+++ SUPPLIED DATA

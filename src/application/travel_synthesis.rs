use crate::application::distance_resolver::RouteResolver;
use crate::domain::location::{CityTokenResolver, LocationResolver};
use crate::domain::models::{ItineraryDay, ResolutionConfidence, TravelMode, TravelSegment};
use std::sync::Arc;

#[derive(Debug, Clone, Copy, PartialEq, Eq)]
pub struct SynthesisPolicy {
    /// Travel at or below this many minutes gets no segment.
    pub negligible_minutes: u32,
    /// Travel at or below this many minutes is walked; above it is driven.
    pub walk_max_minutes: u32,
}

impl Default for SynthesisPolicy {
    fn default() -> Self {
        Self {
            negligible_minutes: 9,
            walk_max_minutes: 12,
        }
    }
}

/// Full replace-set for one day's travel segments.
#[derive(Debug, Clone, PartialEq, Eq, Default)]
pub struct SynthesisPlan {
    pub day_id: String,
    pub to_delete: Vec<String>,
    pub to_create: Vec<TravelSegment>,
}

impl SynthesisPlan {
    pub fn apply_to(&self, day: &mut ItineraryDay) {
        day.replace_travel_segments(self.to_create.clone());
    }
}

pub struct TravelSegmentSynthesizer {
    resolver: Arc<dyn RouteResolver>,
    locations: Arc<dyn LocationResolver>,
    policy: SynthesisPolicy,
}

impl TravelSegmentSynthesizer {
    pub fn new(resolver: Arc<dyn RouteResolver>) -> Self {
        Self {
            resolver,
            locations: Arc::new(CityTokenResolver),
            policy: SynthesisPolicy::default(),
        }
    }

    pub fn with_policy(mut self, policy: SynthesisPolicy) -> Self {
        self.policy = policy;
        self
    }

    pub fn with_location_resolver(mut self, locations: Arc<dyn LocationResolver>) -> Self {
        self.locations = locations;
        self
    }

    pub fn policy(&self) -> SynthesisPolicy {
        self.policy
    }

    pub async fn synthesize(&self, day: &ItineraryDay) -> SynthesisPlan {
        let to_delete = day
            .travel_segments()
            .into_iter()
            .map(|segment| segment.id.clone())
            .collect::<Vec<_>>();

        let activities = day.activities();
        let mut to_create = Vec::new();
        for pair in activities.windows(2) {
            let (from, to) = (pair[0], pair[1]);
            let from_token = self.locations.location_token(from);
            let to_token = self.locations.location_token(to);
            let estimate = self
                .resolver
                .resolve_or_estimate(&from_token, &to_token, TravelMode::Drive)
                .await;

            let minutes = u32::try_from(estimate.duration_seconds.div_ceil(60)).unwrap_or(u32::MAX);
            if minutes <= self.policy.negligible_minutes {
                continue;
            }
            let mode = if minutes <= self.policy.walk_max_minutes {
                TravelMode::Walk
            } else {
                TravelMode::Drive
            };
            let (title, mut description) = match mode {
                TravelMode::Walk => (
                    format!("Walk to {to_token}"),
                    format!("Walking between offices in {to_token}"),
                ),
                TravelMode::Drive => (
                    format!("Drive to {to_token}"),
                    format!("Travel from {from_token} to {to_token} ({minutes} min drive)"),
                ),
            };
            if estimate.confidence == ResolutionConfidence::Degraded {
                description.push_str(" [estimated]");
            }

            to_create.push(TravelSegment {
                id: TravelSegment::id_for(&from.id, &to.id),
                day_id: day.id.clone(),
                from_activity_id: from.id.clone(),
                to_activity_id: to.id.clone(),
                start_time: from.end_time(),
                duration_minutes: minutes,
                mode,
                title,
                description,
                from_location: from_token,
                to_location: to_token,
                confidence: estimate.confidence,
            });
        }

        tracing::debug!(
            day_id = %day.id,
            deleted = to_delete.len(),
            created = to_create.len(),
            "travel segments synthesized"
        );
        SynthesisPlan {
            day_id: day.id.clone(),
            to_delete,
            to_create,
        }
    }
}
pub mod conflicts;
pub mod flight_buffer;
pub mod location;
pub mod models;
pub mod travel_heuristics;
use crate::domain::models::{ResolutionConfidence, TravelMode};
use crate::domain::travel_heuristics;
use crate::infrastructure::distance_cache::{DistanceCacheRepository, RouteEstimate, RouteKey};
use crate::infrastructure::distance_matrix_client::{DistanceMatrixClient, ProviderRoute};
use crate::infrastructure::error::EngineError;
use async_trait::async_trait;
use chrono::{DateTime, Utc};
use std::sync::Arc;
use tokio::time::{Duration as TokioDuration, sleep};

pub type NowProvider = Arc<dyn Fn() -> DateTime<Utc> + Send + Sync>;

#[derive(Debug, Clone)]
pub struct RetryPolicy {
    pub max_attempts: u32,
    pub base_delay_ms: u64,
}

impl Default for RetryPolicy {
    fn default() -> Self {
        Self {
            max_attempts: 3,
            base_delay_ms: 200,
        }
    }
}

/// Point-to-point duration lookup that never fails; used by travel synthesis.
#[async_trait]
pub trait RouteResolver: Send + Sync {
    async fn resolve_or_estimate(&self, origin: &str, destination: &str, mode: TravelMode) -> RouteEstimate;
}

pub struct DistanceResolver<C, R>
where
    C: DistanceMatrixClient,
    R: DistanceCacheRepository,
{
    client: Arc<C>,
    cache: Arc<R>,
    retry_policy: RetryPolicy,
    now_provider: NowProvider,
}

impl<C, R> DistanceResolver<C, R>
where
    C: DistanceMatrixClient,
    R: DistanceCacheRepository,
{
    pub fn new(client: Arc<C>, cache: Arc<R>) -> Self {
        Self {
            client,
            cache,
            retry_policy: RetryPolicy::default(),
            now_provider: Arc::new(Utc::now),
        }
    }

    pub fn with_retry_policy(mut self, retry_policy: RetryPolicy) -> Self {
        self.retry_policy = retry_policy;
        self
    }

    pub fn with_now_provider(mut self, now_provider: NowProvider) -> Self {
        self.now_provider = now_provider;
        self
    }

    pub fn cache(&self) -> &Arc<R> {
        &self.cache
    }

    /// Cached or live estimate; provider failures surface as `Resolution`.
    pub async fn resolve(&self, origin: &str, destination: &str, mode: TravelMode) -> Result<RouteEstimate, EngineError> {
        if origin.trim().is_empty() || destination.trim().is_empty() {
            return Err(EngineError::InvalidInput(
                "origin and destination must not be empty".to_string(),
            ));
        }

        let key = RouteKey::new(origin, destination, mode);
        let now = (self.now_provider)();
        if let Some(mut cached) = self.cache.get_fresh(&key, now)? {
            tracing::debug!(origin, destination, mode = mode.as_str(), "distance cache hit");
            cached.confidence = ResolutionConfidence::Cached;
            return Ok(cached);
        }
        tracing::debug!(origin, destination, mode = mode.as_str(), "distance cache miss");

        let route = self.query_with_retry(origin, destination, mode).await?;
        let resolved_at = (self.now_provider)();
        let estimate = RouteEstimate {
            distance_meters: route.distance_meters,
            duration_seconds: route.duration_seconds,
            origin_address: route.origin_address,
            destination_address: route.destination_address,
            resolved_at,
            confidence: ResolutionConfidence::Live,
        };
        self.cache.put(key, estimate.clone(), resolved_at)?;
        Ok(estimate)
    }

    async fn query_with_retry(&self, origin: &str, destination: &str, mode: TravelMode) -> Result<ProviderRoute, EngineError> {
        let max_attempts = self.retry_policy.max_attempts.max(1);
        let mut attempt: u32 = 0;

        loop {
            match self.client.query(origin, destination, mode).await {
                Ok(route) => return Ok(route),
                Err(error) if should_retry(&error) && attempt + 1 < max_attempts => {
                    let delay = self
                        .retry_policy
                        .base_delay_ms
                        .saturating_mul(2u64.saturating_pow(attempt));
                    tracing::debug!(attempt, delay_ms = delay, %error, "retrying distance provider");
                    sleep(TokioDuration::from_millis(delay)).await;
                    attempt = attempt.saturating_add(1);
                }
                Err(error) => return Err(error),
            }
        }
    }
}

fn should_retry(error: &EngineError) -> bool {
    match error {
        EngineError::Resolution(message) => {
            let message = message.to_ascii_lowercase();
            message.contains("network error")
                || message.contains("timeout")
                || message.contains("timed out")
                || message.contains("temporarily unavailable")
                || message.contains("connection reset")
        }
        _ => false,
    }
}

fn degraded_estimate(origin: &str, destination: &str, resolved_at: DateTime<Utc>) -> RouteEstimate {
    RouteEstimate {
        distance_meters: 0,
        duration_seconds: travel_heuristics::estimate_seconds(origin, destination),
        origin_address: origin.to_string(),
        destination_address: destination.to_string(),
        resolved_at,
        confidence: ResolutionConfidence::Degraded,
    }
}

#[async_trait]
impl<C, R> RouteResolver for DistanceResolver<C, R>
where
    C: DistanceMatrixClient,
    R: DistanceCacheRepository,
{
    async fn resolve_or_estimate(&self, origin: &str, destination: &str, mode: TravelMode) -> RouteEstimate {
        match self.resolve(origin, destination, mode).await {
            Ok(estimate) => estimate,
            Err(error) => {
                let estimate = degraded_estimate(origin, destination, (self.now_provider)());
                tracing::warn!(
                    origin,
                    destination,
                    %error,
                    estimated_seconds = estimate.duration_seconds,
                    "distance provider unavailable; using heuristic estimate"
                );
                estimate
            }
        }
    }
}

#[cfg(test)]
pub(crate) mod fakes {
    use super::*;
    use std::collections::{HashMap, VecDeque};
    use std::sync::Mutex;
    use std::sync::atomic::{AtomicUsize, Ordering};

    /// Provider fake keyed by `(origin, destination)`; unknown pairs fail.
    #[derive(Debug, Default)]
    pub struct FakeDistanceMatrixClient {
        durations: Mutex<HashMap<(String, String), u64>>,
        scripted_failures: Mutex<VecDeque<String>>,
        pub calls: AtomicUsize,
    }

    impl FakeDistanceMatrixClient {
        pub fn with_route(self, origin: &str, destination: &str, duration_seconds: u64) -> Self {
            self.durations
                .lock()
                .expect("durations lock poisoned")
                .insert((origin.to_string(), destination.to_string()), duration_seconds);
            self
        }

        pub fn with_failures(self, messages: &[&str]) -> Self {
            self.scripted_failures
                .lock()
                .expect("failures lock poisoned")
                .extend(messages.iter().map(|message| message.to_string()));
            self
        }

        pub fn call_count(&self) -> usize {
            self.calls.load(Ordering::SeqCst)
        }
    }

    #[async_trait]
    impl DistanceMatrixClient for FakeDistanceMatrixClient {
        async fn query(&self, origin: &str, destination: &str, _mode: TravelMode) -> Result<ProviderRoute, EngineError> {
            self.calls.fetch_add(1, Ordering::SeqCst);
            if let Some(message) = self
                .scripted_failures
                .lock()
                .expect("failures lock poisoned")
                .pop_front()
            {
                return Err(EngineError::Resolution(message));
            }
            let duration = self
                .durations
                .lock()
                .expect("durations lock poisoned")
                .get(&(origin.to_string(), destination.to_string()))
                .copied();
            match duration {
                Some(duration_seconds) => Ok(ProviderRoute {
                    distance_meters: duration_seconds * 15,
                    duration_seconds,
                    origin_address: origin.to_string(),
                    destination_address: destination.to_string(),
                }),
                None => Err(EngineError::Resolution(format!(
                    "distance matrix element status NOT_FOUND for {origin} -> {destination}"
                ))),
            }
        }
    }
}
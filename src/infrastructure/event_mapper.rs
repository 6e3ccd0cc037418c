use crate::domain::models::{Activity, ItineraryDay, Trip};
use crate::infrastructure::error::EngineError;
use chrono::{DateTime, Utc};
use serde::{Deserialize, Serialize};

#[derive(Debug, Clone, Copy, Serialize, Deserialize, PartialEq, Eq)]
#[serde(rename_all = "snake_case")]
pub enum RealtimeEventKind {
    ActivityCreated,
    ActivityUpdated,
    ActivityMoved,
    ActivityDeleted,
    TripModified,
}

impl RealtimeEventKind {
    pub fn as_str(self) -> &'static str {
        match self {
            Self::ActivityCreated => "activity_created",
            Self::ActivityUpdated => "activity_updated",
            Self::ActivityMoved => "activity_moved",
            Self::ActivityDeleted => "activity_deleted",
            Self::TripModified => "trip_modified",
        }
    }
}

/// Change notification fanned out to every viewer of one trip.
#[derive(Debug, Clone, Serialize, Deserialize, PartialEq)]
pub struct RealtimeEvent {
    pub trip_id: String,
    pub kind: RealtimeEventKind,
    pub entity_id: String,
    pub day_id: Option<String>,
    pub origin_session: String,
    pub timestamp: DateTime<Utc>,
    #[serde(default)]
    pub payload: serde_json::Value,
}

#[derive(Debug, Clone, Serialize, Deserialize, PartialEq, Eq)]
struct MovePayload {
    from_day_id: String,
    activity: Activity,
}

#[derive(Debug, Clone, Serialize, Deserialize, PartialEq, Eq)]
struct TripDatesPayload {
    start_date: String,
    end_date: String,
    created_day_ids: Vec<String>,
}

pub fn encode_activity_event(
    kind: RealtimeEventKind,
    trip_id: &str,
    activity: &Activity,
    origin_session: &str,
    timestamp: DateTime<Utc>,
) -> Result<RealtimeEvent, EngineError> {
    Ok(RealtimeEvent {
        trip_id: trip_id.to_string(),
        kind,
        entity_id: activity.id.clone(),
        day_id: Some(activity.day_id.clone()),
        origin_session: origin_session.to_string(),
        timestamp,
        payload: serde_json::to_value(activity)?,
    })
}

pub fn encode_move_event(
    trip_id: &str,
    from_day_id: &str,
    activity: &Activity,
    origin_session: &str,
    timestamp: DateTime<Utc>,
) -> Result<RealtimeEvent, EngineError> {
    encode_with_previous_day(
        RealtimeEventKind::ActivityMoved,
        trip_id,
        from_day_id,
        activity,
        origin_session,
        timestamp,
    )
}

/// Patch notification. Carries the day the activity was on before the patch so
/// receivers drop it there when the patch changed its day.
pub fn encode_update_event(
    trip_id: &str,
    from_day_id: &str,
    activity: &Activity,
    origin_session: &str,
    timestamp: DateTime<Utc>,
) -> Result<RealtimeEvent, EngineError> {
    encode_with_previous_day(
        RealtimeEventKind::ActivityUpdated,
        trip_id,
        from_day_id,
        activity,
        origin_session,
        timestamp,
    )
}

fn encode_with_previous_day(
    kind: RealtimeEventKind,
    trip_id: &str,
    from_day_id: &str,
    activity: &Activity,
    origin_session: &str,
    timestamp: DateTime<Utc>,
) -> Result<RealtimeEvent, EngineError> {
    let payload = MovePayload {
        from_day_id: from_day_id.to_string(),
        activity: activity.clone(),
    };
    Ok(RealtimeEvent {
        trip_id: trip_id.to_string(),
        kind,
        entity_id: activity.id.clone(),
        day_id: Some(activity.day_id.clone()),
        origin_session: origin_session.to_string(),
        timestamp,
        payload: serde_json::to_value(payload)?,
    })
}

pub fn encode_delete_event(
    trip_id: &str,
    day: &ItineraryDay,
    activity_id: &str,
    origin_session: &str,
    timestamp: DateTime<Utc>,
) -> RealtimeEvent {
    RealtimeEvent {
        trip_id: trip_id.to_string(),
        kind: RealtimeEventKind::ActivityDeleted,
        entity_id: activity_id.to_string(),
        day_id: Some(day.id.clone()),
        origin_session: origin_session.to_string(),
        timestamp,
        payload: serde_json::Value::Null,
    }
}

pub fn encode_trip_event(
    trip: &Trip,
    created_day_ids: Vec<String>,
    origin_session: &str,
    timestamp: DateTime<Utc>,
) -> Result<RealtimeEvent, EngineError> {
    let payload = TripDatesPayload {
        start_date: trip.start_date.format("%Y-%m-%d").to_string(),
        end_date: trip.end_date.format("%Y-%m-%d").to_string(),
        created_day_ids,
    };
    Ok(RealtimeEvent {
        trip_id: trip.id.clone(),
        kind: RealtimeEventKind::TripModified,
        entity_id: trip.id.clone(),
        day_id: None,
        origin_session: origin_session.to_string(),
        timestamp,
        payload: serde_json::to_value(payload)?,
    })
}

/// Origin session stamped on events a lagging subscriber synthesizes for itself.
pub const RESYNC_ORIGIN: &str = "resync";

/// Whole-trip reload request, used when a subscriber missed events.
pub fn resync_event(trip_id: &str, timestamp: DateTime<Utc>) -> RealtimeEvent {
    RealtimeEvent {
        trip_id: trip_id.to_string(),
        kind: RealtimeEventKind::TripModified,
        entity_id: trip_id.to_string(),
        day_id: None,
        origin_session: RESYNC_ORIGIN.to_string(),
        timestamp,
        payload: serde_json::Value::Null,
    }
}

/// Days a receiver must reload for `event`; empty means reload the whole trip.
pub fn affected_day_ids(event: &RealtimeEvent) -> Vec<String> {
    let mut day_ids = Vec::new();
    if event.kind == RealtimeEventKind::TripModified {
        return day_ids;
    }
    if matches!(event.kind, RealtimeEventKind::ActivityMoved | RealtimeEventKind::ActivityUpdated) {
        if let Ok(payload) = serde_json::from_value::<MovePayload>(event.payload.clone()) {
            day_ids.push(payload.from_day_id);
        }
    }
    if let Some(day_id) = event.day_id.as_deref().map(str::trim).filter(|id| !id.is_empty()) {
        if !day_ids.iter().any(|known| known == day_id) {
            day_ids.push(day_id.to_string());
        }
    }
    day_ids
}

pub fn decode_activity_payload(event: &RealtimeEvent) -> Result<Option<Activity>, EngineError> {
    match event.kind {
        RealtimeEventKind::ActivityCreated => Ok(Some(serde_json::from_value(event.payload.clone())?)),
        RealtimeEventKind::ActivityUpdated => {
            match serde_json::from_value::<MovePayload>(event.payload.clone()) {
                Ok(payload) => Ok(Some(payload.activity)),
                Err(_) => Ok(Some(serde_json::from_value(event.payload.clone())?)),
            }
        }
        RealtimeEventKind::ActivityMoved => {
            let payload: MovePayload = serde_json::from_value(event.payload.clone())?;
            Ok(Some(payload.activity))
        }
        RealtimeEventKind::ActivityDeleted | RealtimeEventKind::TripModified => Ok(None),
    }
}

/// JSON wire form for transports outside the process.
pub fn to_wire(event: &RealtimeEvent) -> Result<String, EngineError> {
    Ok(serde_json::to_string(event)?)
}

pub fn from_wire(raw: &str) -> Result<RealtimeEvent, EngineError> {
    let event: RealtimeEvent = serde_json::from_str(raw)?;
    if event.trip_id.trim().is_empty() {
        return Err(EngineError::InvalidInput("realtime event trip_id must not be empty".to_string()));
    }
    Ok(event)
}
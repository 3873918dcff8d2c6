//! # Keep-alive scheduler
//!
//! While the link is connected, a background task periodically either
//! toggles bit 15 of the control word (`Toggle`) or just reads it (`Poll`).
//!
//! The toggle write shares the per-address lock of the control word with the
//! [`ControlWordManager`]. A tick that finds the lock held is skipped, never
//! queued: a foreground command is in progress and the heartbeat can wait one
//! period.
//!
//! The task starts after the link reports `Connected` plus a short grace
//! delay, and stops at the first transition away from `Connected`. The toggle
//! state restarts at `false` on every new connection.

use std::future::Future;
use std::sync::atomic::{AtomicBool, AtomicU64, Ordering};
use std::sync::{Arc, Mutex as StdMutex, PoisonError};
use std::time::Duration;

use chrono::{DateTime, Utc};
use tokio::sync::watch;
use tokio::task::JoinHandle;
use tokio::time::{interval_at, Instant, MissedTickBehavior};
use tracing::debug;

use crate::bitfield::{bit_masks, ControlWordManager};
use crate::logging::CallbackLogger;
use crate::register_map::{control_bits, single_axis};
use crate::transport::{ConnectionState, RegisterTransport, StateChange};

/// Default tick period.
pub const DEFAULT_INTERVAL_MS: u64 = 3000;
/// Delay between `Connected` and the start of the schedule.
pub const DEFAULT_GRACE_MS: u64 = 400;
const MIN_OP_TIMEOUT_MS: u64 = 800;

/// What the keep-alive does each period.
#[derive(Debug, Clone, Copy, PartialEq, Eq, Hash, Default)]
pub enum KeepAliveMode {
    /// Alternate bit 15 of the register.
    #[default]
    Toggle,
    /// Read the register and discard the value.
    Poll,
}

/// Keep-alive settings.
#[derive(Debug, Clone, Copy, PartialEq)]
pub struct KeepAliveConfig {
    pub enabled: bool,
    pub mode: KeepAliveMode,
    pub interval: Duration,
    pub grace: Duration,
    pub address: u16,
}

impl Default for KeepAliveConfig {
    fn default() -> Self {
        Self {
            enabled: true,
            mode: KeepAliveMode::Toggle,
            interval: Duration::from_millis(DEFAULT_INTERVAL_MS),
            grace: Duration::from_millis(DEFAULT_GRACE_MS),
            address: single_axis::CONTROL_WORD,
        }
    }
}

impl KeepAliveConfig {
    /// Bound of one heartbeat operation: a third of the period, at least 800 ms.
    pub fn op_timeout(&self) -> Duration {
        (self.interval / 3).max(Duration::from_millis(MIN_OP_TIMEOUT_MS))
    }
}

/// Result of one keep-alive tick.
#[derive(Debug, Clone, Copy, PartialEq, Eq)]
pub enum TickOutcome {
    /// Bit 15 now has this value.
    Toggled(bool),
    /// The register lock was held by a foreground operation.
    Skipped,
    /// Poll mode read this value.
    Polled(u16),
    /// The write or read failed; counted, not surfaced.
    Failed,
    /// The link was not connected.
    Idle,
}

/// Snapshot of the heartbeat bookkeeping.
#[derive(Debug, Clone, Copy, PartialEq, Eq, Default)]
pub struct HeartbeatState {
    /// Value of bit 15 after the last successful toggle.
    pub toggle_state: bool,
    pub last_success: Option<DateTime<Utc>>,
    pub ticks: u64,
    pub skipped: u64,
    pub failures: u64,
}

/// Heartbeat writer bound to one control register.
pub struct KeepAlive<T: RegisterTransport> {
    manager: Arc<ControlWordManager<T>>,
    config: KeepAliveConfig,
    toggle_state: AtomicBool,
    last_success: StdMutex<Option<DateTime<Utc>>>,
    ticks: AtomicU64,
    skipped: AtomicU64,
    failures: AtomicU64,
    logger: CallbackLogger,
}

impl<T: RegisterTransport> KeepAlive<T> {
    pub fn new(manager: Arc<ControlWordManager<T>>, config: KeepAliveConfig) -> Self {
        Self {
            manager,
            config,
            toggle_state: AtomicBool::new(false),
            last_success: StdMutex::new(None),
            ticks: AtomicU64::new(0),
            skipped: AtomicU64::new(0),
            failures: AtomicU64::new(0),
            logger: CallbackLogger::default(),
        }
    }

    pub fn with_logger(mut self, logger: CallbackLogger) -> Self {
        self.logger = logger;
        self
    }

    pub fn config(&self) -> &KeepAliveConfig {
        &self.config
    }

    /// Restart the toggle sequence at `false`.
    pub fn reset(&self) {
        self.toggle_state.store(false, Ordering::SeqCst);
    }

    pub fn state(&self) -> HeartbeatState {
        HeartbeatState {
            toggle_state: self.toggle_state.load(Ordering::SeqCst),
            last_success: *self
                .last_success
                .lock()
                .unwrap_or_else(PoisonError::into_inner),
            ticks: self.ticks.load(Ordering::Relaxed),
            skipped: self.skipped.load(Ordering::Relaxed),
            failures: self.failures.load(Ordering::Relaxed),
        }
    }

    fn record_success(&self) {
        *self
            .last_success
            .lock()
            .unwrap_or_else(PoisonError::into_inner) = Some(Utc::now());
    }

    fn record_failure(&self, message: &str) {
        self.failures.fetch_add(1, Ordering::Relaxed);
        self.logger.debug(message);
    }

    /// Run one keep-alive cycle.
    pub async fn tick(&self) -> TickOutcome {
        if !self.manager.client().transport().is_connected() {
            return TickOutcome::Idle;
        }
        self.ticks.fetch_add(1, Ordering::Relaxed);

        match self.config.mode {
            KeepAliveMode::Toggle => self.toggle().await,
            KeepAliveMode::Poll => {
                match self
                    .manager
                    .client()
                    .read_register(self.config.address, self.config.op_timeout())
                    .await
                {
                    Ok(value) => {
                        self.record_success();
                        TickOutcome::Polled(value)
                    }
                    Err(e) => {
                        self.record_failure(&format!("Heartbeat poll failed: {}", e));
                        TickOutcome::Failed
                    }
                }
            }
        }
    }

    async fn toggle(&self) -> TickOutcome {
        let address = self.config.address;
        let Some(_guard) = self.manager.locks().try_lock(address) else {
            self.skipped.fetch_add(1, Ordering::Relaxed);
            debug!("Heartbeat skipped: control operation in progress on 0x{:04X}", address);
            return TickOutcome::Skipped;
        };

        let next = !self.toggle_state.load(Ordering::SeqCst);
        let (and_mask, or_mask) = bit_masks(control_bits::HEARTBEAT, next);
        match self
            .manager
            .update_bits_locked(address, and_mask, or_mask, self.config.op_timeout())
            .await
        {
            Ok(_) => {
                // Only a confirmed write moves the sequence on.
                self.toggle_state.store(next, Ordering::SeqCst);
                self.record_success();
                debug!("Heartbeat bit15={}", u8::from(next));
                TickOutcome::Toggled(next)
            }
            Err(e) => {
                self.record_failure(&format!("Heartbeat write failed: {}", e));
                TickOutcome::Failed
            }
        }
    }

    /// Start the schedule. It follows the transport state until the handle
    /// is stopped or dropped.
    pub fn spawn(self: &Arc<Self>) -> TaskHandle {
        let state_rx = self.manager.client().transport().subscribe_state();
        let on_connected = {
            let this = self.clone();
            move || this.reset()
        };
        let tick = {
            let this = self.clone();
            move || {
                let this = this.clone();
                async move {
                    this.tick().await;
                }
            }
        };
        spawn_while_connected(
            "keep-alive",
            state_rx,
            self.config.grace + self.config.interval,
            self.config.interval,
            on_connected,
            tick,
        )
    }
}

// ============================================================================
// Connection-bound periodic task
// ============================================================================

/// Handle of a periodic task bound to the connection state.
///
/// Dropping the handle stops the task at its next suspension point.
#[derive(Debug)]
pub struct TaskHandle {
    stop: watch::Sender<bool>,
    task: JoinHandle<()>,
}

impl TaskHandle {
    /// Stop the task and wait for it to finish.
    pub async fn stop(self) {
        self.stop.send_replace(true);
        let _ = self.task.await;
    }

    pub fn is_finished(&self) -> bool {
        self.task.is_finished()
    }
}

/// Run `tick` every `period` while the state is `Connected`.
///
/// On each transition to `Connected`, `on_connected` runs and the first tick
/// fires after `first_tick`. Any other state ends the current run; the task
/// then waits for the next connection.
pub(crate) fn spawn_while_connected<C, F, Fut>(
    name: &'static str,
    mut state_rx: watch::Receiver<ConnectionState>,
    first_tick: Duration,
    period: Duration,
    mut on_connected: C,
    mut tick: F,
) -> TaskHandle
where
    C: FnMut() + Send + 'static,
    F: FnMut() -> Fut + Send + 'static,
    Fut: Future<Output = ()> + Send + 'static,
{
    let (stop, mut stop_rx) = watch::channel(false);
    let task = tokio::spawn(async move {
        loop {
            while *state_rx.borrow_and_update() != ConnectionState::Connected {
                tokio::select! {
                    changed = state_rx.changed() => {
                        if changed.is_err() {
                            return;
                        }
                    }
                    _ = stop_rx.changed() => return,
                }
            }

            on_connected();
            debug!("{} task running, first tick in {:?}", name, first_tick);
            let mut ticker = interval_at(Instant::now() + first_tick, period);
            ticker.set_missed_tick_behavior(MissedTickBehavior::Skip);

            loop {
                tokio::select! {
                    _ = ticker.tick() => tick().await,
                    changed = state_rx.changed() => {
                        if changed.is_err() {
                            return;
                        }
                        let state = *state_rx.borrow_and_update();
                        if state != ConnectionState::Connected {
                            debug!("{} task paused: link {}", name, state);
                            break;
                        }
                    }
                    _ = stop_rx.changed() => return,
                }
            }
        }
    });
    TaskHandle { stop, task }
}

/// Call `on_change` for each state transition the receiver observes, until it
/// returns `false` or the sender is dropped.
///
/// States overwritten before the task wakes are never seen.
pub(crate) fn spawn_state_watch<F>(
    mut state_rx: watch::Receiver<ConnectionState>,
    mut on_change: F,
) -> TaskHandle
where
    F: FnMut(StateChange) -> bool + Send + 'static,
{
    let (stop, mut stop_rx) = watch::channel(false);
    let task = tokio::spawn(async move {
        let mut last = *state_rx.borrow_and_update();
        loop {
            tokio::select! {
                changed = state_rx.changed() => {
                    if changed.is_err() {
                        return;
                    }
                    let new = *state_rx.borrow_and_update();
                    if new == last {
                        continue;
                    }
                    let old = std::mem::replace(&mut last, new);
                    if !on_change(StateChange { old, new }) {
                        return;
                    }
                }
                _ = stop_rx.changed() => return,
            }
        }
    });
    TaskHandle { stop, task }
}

++++++

**TASK INSTRUCTIONS**
Give only the count of lines in the listing that contain the string "reset".

**TASK RESULT**
3